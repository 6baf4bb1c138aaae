pub mod cache;
pub mod chat;
pub mod config;
pub mod error;
pub mod handlers;
pub mod logging;
pub mod metrics;
pub mod models;
pub mod provider;
pub mod rate_limit;
pub mod retry;
pub mod state;
pub mod vision;

use axum::{
    Router,
    extract::DefaultBodyLimit,
    routing::{get, post},
};
use std::sync::Arc;
use crate::state::AppState;

// JSON bodies carry base64 photos, leave room for the encoding overhead
pub fn body_limit(max_image_bytes: usize) -> usize {
    (max_image_bytes / 3).saturating_mul(4).saturating_add(64 * 1024)
}

pub fn router(state: Arc<AppState>) -> Router {
    let body_limit = body_limit(state.max_image_bytes);

    Router::new()
        .route("/health", get(handlers::health_handler))
        .route("/metrics", get(handlers::metrics_handler))
        .route("/api/chat", post(handlers::chat_handler))
        .route("/api/recognize", post(handlers::recognize_handler))
        .layer(DefaultBodyLimit::max(body_limit))
        .with_state(state)
}
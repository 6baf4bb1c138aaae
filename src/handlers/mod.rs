mod chat;
mod health;
mod metrics;
mod recognize;

pub use chat::chat_handler;
pub use health::health_handler;
pub use metrics::metrics_handler;
pub use recognize::recognize_handler;
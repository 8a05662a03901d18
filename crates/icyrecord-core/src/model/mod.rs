//! Declared record schema.
//!
//! A `RecordType` is the frozen result of one type definition: its name,
//! its parent in the inheritance chain, and the fields it declares itself.
//! Everything a record type inherits is resolved on demand by walking the
//! chain from the root downwards; nothing is copied into the leaf.
//!
//! In general:
//! - `model` defines *what exists*
//! - `record` defines *what is stored*

mod field;
mod record_type;


pub use field::{FieldDecl, FieldDescriptor, Precondition};
pub use record_type::{RecordType, RecordTypeBuilder, ResolvedField};

use crate::{DESCRIPTOR_SUFFIX, RESERVED_PREFIX};

/// Hidden storage key a field's value lives under (`__<name>`).
#[must_use]
pub fn storage_key(field: &str) -> String {
    format!("{RESERVED_PREFIX}{field}")
}

/// Hidden key a field's descriptor lives under (`__<name>__field`).
#[must_use]
pub fn descriptor_key(field: &str) -> String {
    format!("{RESERVED_PREFIX}{field}{DESCRIPTOR_SUFFIX}")
}

/// Whether a declared name belongs to the reserved member namespace.
#[must_use]
pub fn is_reserved_name(name: &str) -> bool {
    name.starts_with(RESERVED_PREFIX)
}
//! Shared fixtures for unit tests.

use crate::{
    model::{FieldDescriptor, RecordType},
    obs::sink::{RecordEvent, RecordSink},
    value::{Kind, Value},
};
use std::cell::RefCell;

///
/// CollectingSink
/// Captures events as short strings for assertions.
///

#[derive(Default)]
pub(crate) struct CollectingSink {
    events: RefCell<Vec<String>>,
}

impl CollectingSink {
    pub(crate) fn events(&self) -> Vec<String> {
        self.events.borrow().clone()
    }
}

impl RecordSink for CollectingSink {
    fn record(&self, event: RecordEvent<'_>) {
        let line = match event {
            RecordEvent::TypeDefined { record, fields, .. } => {
                format!("defined {record} ({fields})")
            }
            RecordEvent::Constructed { record, fields } => {
                format!("constructed {record} ({fields})")
            }
            RecordEvent::Rejected { record, class, .. } => format!("rejected {record} {class}"),
            RecordEvent::WriteRejected { record, field } => {
                format!("write rejected {record}.{field}")
            }
        };

        self.events.borrow_mut().push(line);
    }
}

/// `Person { name: Text, age: Int >= 0 }`, both labelled.
pub(crate) fn person() -> RecordType {
    RecordType::builder("Person")
        .field_with("name", Kind::Text, FieldDescriptor::new("Full name"))
        .field_with(
            "age",
            Kind::Int,
            FieldDescriptor::new("Age in years")
                .with_precondition(|v| v.as_int().is_some_and(|age| age >= 0)),
        )
        .build()
        .expect("person fixture builds")
}

/// `Employee extends Person { company: Text }`.
pub(crate) fn employee(person: &RecordType) -> RecordType {
    RecordType::builder("Employee")
        .extends(person)
        .field("company", Kind::Text)
        .build()
        .expect("employee fixture builds")
}

pub(crate) fn text(s: &str) -> Value {
    Value::Text(s.to_string())
}
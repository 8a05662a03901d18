use derive_more::Display;
use thiserror::Error as ThisError;

///
/// Error
///

#[derive(Clone, Debug, Eq, PartialEq, ThisError)]
pub enum Error {
    #[error(transparent)]
    DefinitionError(#[from] DefinitionError),

    #[error(transparent)]
    RecordError(#[from] RecordError),
}

///
/// ErrorClass
///
/// Stable classification of record failures.
/// Callers match on the class instead of the message text.
///

#[derive(Clone, Copy, Debug, Display, Eq, Hash, PartialEq)]
#[remain::sorted]
pub enum ErrorClass {
    Access,
    Arity,
    Definition,
    Precondition,
    Type,
}

///
/// DefinitionError
///
/// Raised while declaring a record type. A type that fails to build never
/// becomes visible to callers.
///

#[derive(Clone, Debug, Eq, PartialEq, ThisError)]
#[remain::sorted]
pub enum DefinitionError {
    #[error("record type '{record}' declares field '{field}' more than once")]
    DuplicateField { record: String, field: String },

    #[error("record type '{record}' declares a field with an empty name")]
    EmptyName { record: String },

    #[error("record type name must not be empty")]
    EmptyTypeName,

    #[error("record type '{record}' cannot declare '{field}': names starting with '__' are reserved")]
    ReservedName { record: String, field: String },
}

impl DefinitionError {
    #[must_use]
    pub const fn class(&self) -> ErrorClass {
        ErrorClass::Definition
    }
}

///
/// RecordError
///
/// Construction and attribute-access failures. Every variant names the
/// record type it was raised against; none of them are retryable.
///

#[derive(Clone, Debug, Eq, PartialEq, ThisError)]
#[remain::sorted]
pub enum RecordError {
    #[error("{record}: more attributes provided ({supplied} supplied, {expected} declared)")]
    ExtraAttribute {
        record: String,
        expected: usize,
        supplied: usize,
    },

    #[error("{record}: missing attribute ({supplied} supplied, {expected} declared)")]
    MissingAttribute {
        record: String,
        expected: usize,
        supplied: usize,
    },

    #[error("{record}: precondition for '{field}' has been violated")]
    PreconditionViolated { record: String, field: String },

    #[error("{record}: attribute '{field}' is read-only and cannot be set")]
    ReadOnlyViolation { record: String, field: String },

    #[error("{record}: invalid type for '{field}' (expected {expected}, got {actual})")]
    TypeMismatch {
        record: String,
        field: String,
        expected: String,
        actual: String,
    },

    #[error("{record}: attribute '{field}' has not been initialized")]
    UninitializedAccess { record: String, field: String },

    #[error("{record}: no field named '{field}'")]
    UnknownField { record: String, field: String },
}

impl RecordError {
    #[must_use]
    pub const fn class(&self) -> ErrorClass {
        match self {
            Self::ExtraAttribute { .. } | Self::MissingAttribute { .. } => ErrorClass::Arity,
            Self::PreconditionViolated { .. } => ErrorClass::Precondition,
            Self::TypeMismatch { .. } | Self::UnknownField { .. } => ErrorClass::Type,
            Self::ReadOnlyViolation { .. } | Self::UninitializedAccess { .. } => {
                ErrorClass::Access
            }
        }
    }

    /// Name of the record type the error was raised against.
    #[must_use]
    pub fn record(&self) -> &str {
        match self {
            Self::ExtraAttribute { record, .. }
            | Self::MissingAttribute { record, .. }
            | Self::PreconditionViolated { record, .. }
            | Self::ReadOnlyViolation { record, .. }
            | Self::TypeMismatch { record, .. }
            | Self::UninitializedAccess { record, .. }
            | Self::UnknownField { record, .. } => record,
        }
    }

    /// Field involved in the failure, if the failure is field-specific.
    #[must_use]
    pub fn field(&self) -> Option<&str> {
        match self {
            Self::ExtraAttribute { .. } | Self::MissingAttribute { .. } => None,
            Self::PreconditionViolated { field, .. }
            | Self::ReadOnlyViolation { field, .. }
            | Self::TypeMismatch { field, .. }
            | Self::UninitializedAccess { field, .. }
            | Self::UnknownField { field, .. } => Some(field),
        }
    }
}

///
/// TESTS
///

####

Work item ▸
Would you please transcribe the lines above exactly, starting with the first line of the material and ending with the line that has "by walking the"?

Solution below ▸
repository 6baf4bb1c138aaae
pub mod cache;
pub mod chat;
pub mod config;
pub mod error;
pub mod handlers;
pub mod logging;
pub mod metrics;
pub mod models;
pub mod provider;
pub mod rate_limit;
pub mod retry;
pub mod state;
pub mod vision;

use axum::{
    Router,
    extract::DefaultBodyLimit,
    routing::{get, post},
};
use std::sync::Arc;
use crate::state::AppState;

// JSON bodies carry base64 photos, leave room for the encoding overhead
pub fn body_limit(max_image_bytes: usize) -> usize {
    (max_image_bytes / 3).saturating_mul(4).saturating_add(64 * 1024)
}

pub fn router(state: Arc<AppState>) -> Router {
    let body_limit = body_limit(state.max_image_bytes);

    Router::new()
        .route("/health", get(handlers::health_handler))
        .route("/metrics", get(handlers::metrics_handler))
        .route("/api/chat", post(handlers::chat_handler))
        .route("/api/recognize", post(handlers::recognize_handler))
        .layer(DefaultBodyLimit::max(body_limit))
        .with_state(state)
}
repository 6baf4bb1c138aaae
filename src/handlers/mod.rs
mod chat;
mod health;
mod metrics;
mod recognize;

pub use chat::chat_handler;
pub use health::health_handler;
pub use metrics::metrics_handler;
pub use recognize::recognize_handler;
repository 8a05662a03901d18
filename crates/icyrecord-core/src/model/mod.rs
//! Declared record schema.
//!
//! A `RecordType` is the frozen result of one type definition: its name,
//! its parent in the inheritance chain, and the fields it declares itself.
//! Everything a record type inherits is resolved on demand by walking the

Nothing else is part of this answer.